First, intuition as “snap” judgment is vague. What counts as “snap”? Say you specified snap judgments in terms of specific cognitive processes in a scientifically respectable way. There is still a big problem, in that you have not yet shown they are actually at use in philosophy in an epistemically significant way (not just that they aren't epistemically relevant, as in the worry you raise, but that they aren't relevant in actual philosophical practice).
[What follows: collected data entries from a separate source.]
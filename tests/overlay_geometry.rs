use frame_overlay::overlay::{ENTRY_SPACING, LINE_WIDTH};
use frame_overlay::{
    overlays_for, BoundingBox, ClassLabel, EvaluationResult, OverlayRenderer, OverlayStyle,
    Palette, RecordingSurface, Rectangle,
};

fn one_box(class_id: i32) -> EvaluationResult {
    EvaluationResult::BoundingBoxes(vec![BoundingBox {
        rectangle: Rectangle {
            x: 0.25,
            y: 0.25,
            width: 0.5,
            height: 0.5,
        },
        class_label: ClassLabel::new(class_id, "person"),
    }])
}

#[test]
fn centred_box_strokes_inset_rect() {
    let mut renderer = OverlayRenderer::new();
    renderer.replace(overlays_for(&one_box(0), &OverlayStyle::default()).unwrap());

    let mut surface = RecordingSurface::new(100, 100);
    assert_eq!(renderer.redraw(&mut surface), 1);

    let strokes = surface.strokes();
    assert_eq!(strokes.len(), 1);
    let (rect, color, line_width) = strokes[0];
    assert_eq!((rect.x, rect.y), (25.0, 25.0));
    assert_eq!((rect.width, rect.height), (50.0 - LINE_WIDTH, 50.0 - LINE_WIDTH));
    assert_eq!(line_width, LINE_WIDTH);
    assert_eq!(color, Palette.color_for(0));
    assert_eq!(surface.texts(), vec!["person"]);
}

#[test]
fn class_colour_is_stable_across_results() {
    let style = OverlayStyle::default();
    let mut first = RecordingSurface::new(100, 100);
    let mut second = RecordingSurface::new(100, 100);
    let mut renderer = OverlayRenderer::new();

    renderer.replace(overlays_for(&one_box(27), &style).unwrap());
    renderer.redraw(&mut first);
    renderer.replace(overlays_for(&one_box(27), &style).unwrap());
    renderer.redraw(&mut second);

    assert_eq!(first.strokes()[0].1, second.strokes()[0].1);
    assert_eq!(first.strokes()[0].1, Palette.color_for(27 % 20));
}

#[test]
fn labels_stack_in_input_order() {
    let result = EvaluationResult::ClassLabels(vec![
        ClassLabel::new(2, "tabby"),
        ClassLabel::new(0, "tiger"),
        ClassLabel::new(9, "lynx"),
    ]);
    let mut renderer = OverlayRenderer::new();
    renderer.replace(overlays_for(&result, &OverlayStyle::default()).unwrap());

    let mut surface = RecordingSurface::new(320, 240);
    renderer.redraw(&mut surface);
    assert_eq!(surface.texts(), vec!["tabby", "tiger", "lynx"]);

    let ys: Vec<f32> = renderer
        .overlays()
        .iter()
        .map(|overlay| match overlay {
            frame_overlay::Overlay::Text(text) => text.y,
            other => panic!("unexpected overlay {other:?}"),
        })
        .collect();
    assert_eq!(ys, vec![ENTRY_SPACING, 2.0 * ENTRY_SPACING, 3.0 * ENTRY_SPACING]);
}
Consider the fact that philosophers never actually test to make sure people are giving us “snap” judgments when we ask about cases (in the sense of specific cognitive processes that such an account would have to fill in). For instance, when we ask about (say) Geitter cases do we discount any responses that are not “snap” judgments? Do we ask the participants to not think about it too hard or for too long, lest they produce conscious and explicit judgments about the case which we are not interested in when we query for intuitions? We have never tested for such specific types of judgments, and traditional pen-and-paper x-phi doesn't get at them, either (this is where neuroscientific work on the processes comes into play, I agree.) But this is, in sum, a criticism Cappelen routinely makes in the book—you have an account of intuition, sure, and maybe it is perfectly psychologically accurate as well. But you have not shown those processes in particular are at work in philosophical methodology, and at work when people talk about and employ “intuitions.”
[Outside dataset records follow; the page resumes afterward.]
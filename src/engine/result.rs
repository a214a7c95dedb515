use std::fmt;

/// Output of one evaluation.
#[derive(Clone, Debug, PartialEq)]
pub enum EvaluationResult {
    BoundingBoxes(Vec<BoundingBox>),
    /// Ordered by confidence, most likely first.
    ClassLabels(Vec<ClassLabel>),
    /// Per-class masks. The overlay layer has no drawing for these.
    SegmentationMasks(Vec<SegmentationMask>),
}

impl EvaluationResult {
    pub fn kind(&self) -> ResultKind {
        match self {
            EvaluationResult::BoundingBoxes(_) => ResultKind::BoundingBoxes,
            EvaluationResult::ClassLabels(_) => ResultKind::ClassLabels,
            EvaluationResult::SegmentationMasks(_) => ResultKind::SegmentationMasks,
        }
    }

    /// Number of entries in the result set.
    pub fn len(&self) -> usize {
        match self {
            EvaluationResult::BoundingBoxes(boxes) => boxes.len(),
            EvaluationResult::ClassLabels(labels) => labels.len(),
            EvaluationResult::SegmentationMasks(masks) => masks.len(),
        }
    }

    pub fn is_empty(&self) -> bool {
        self.len() == 0
    }
}

#[derive(Clone, Copy, Debug, PartialEq, Eq)]
pub enum ResultKind {
    BoundingBoxes,
    ClassLabels,
    SegmentationMasks,
}

impl fmt::Display for ResultKind {
    fn fmt(&self, f: &mut fmt::Formatter<'_>) -> fmt::Result {
        let name = match self {
            ResultKind::BoundingBoxes => "bounding-boxes",
            ResultKind::ClassLabels => "class-labels",
            ResultKind::SegmentationMasks => "segmentation-masks",
        };
        f.write_str(name)
    }
}

#[derive(Clone, Debug, PartialEq, Eq, Hash)]
pub struct ClassLabel {
    pub class_id: i32,
    pub label: String,
}

impl ClassLabel {
    pub fn new(class_id: i32, label: impl Into<String>) -> Self {
        Self {
            class_id,
            label: label.into(),
        }
    }
}

/// Rectangle in normalized frame coordinates (0..1 of width / height).
#[derive(Clone, Copy, Debug, PartialEq)]
pub struct Rectangle {
    pub x: f32,
    pub y: f32,
    pub width: f32,
    pub height: f32,
}

#[derive(Clone, Debug, PartialEq)]
pub struct BoundingBox {
    pub rectangle: Rectangle,
    pub class_label: ClassLabel,
}

#[derive(Clone, Debug, PartialEq)]
pub struct SegmentationMask {
    pub class_label: ClassLabel,
    pub width: u32,
    pub height: u32,
    /// One byte per mask pixel, row-major.
    pub mask: Vec<u8>,
}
Remember also that his critique of intuition in analytic philosophical methodology is also broader than the failure of any one account of intuition (a point which some comments above seem to have missed), for it still stands that there are a huge variety of uses of “intuition” in philosophy that are inconsistent with one another (as he argues in the first half of the book), so even if one account in particular turns out correct—your own, say—there still remains the problem that many philosophers who have used intuitions as evidence have been using some other types of states than what your account picks out. So if you are right, the majority of people who have theorized about intuitions are still mistaken about what they have taken those states to be, which has significant consequences for their role as evidence in those works.

Eric Schwitzgebel said...

Thanks for the thoughtful comment, Patrick! What you say fits pretty well with what Cappelen has said to me in email, too, and what one can get from the arguments in his book.
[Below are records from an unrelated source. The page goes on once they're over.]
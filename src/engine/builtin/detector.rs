use anyhow::{anyhow, Result};

use super::COLOR_LABELS;
use crate::engine::{
    BoundingBox, ClassLabel, EvaluationResult, InferenceEngine, Rectangle, ResultKind,
};
use crate::frame::EngineInput;

const DEFAULT_GRID: u32 = 8;
const DEFAULT_THRESHOLD: f32 = 160.0;
const WHITE_CLASS: usize = 3;

/// Coarse object detector.
///
/// The frame is split into a `grid x grid` mesh. A cell is "lit" when its
/// brightest mean channel reaches `threshold`. Lit cells are grouped by their
/// dominant colour and each group is reported as one box covering its cells.
pub struct BrightRegionDetector {
    grid: u32,
    threshold: f32,
}

impl BrightRegionDetector {
    pub const NAME: &'static str = "bright-region-detector";

    pub fn new() -> Self {
        Self {
            grid: DEFAULT_GRID,
            threshold: DEFAULT_THRESHOLD,
        }
    }

    pub fn with_grid(mut self, grid: u32) -> Self {
        self.grid = grid.max(1);
        self
    }

    pub fn with_threshold(mut self, threshold: f32) -> Self {
        self.threshold = threshold;
        self
    }
}

impl Default for BrightRegionDetector {
    fn default() -> Self {
        Self::new()
    }
}

/// Inclusive cell-index bounds of one colour group.
#[derive(Clone, Copy)]
struct CellSpan {
    col_min: u32,
    col_max: u32,
    row_min: u32,
    row_max: u32,
}

impl CellSpan {
    fn new(col: u32, row: u32) -> Self {
        Self {
            col_min: col,
            col_max: col,
            row_min: row,
            row_max: row,
        }
    }

    fn include(&mut self, col: u32, row: u32) {
        self.col_min = self.col_min.min(col);
        self.col_max = self.col_max.max(col);
        self.row_min = self.row_min.min(row);
        self.row_max = self.row_max.max(row);
    }
}

fn cell_edge(index: u32, cells: u32, extent: u32) -> u32 {
    (index as u64 * extent as u64 / cells as u64) as u32
}

fn dominant_class(mean: [f32; 3]) -> usize {
    let max = mean.iter().copied().fold(f32::MIN, f32::max);
    let min = mean.iter().copied().fold(f32::MAX, f32::min);
    if min >= max * 0.8 {
        return WHITE_CLASS;
    }
    let mut best = 0;
    for channel in 1..3 {
        if mean[channel] > mean[best] {
            best = channel;
        }
    }
    best
}

impl InferenceEngine for BrightRegionDetector {
    fn name(&self) -> &str {
        Self::NAME
    }

    fn version(&self) -> &str {
        "1.0"
    }

    fn result_kind(&self) -> ResultKind {
        ResultKind::BoundingBoxes
    }

    fn evaluate(&mut self, input: &EngineInput) -> Result<EvaluationResult> {
        let (width, height) = (input.width(), input.height());
        if width == 0 || height == 0 {
            return Err(anyhow!("bright-region-detector: empty input"));
        }
        let cols = self.grid.min(width);
        let rows = self.grid.min(height);

        let mut groups: [Option<CellSpan>; 4] = [None; 4];
        for row in 0..rows {
            let (y0, y1) = (cell_edge(row, rows, height), cell_edge(row + 1, rows, height));
            for col in 0..cols {
                let (x0, x1) = (cell_edge(col, cols, width), cell_edge(col + 1, cols, width));
                let mut sums = [0u64; 3];
                for y in y0..y1 {
                    for x in x0..x1 {
                        let px = input.pixel(x, y);
                        sums[0] += px[0] as u64;
                        sums[1] += px[1] as u64;
                        sums[2] += px[2] as u64;
                    }
                }
                let count = ((x1 - x0) as u64 * (y1 - y0) as u64).max(1) as f32;
                let mean = sums.map(|s| s as f32 / count);
                if mean.iter().copied().fold(0.0, f32::max) < self.threshold {
                    continue;
                }
                let class = dominant_class(mean);
                if let Some(span) = &mut groups[class] {
                    span.include(col, row);
                } else {
                    groups[class] = Some(CellSpan::new(col, row));
                }
            }
        }

        let boxes = groups
            .iter()
            .enumerate()
            .filter_map(|(class, span)| span.map(|span| (class, span)))
            .map(|(class, span)| {
                let x0 = cell_edge(span.col_min, cols, width) as f32;
                let x1 = cell_edge(span.col_max + 1, cols, width) as f32;
                let y0 = cell_edge(span.row_min, rows, height) as f32;
                let y1 = cell_edge(span.row_max + 1, rows, height) as f32;
                BoundingBox {
                    rectangle: Rectangle {
                        x: x0 / width as f32,
                        y: y0 / height as f32,
                        width: (x1 - x0) / width as f32,
                        height: (y1 - y0) / height as f32,
                    },
                    class_label: ClassLabel::new(class as i32, COLOR_LABELS[class]),
                }
            })
            .collect();

        Ok(EvaluationResult::BoundingBoxes(boxes))
    }
}

#[cfg(test)]
mod tests {
    use super::*;

    /// 80x80 dark frame with a filled square of `rgb` over [x0, x1) x [y0, y1).
    fn frame_with_square(rgb: [u8; 3], x0: u32, x1: u32, y0: u32, y1: u32) -> EngineInput {
        let (w, h) = (80u32, 80u32);
        let mut data = vec![16u8; (w * h * 3) as usize];
        for y in y0..y1 {
            for x in x0..x1 {
                let offset = ((y * w + x) * 3) as usize;
                data[offset..offset + 3].copy_from_slice(&rgb);
            }
        }
        EngineInput::from_rgb(data, w, h).unwrap()
    }

    #[test]
    fn dark_frame_has_no_boxes() {
        let mut model = BrightRegionDetector::new();
        let result = model.evaluate(&frame_with_square([0, 0, 0], 0, 0, 0, 0)).unwrap();
        assert_eq!(result, EvaluationResult::BoundingBoxes(vec![]));
    }

    #[test]
    fn finds_square_aligned_to_cells() {
        let mut model = BrightRegionDetector::new();
        // 8x8 grid on 80px => 10px cells; square covers cells 2..=3 x 4..=6.
        let input = frame_with_square([255, 0, 0], 20, 40, 40, 70);
        let EvaluationResult::BoundingBoxes(boxes) = model.evaluate(&input).unwrap() else {
            panic!("expected boxes");
        };
        assert_eq!(boxes.len(), 1);
        let b = &boxes[0];
        assert_eq!(b.class_label, ClassLabel::new(0, "red"));
        assert!((b.rectangle.x - 0.25).abs() < 1e-6);
        assert!((b.rectangle.y - 0.5).abs() < 1e-6);
        assert!((b.rectangle.width - 0.25).abs() < 1e-6);
        assert!((b.rectangle.height - 0.375).abs() < 1e-6);
    }

    #[test]
    fn threshold_controls_which_cells_light() {
        // Dim green square: mean max channel 120 sits under the default 160.
        let input = frame_with_square([0, 120, 0], 0, 40, 0, 40);
        let mut default = BrightRegionDetector::new();
        assert!(default.evaluate(&input).unwrap().is_empty());

        let mut sensitive = BrightRegionDetector::new().with_threshold(100.0);
        let EvaluationResult::BoundingBoxes(boxes) = sensitive.evaluate(&input).unwrap() else {
            panic!("expected boxes");
        };
        assert_eq!(boxes.len(), 1);
        assert_eq!(boxes[0].class_label, ClassLabel::new(1, "green"));
        assert!((boxes[0].rectangle.width - 0.5).abs() < 1e-6);
    }

    #[test]
    fn groups_by_dominant_colour() {
        let mut model = BrightRegionDetector::new().with_grid(4);
        let input = frame_with_square([240, 240, 240], 0, 20, 0, 20);
        let EvaluationResult::BoundingBoxes(boxes) = model.evaluate(&input).unwrap() else {
            panic!("expected boxes");
        };
        assert_eq!(boxes.len(), 1);
        assert_eq!(boxes[0].class_label.label, "white");
    }
}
Probably, my repeated use of the word "snap" in the post was misleading. Intuitive judgments, on my account, don't have to be snap; it's just *clearer* that they're intuitive when they're snap. Not that you're necessarily portraying me otherwise; just to be clear.

It is true that my account of intuition is underdeveloped. I feel pretty confident that there's a reasonable sense of "intuitive"/"counterintuitive" on which pushing the fat man in a trolley problem is "counterintuitive" and on which knowledge is "intuitively" not present in an Gettier case, etc., and that the harmony of a theory with this intuitiveness both is (sociologically) and ought to be (normatively) a mark in its favor. But Cappelen and Max Deutsch (and maybe you) might not find that claim as plausible as I do. And I confess that to fully back it up I need more depth in my account of the psychology and epistemology of intuition.

The guiding thought of the post, though, was that Cappelen's characterization of intuitions is considerably narrower than anything in the ballpark of what I would accept. On their face, his arguments will at least need to be adapted to work against someone with a very broad sense of what counts as "intuitive".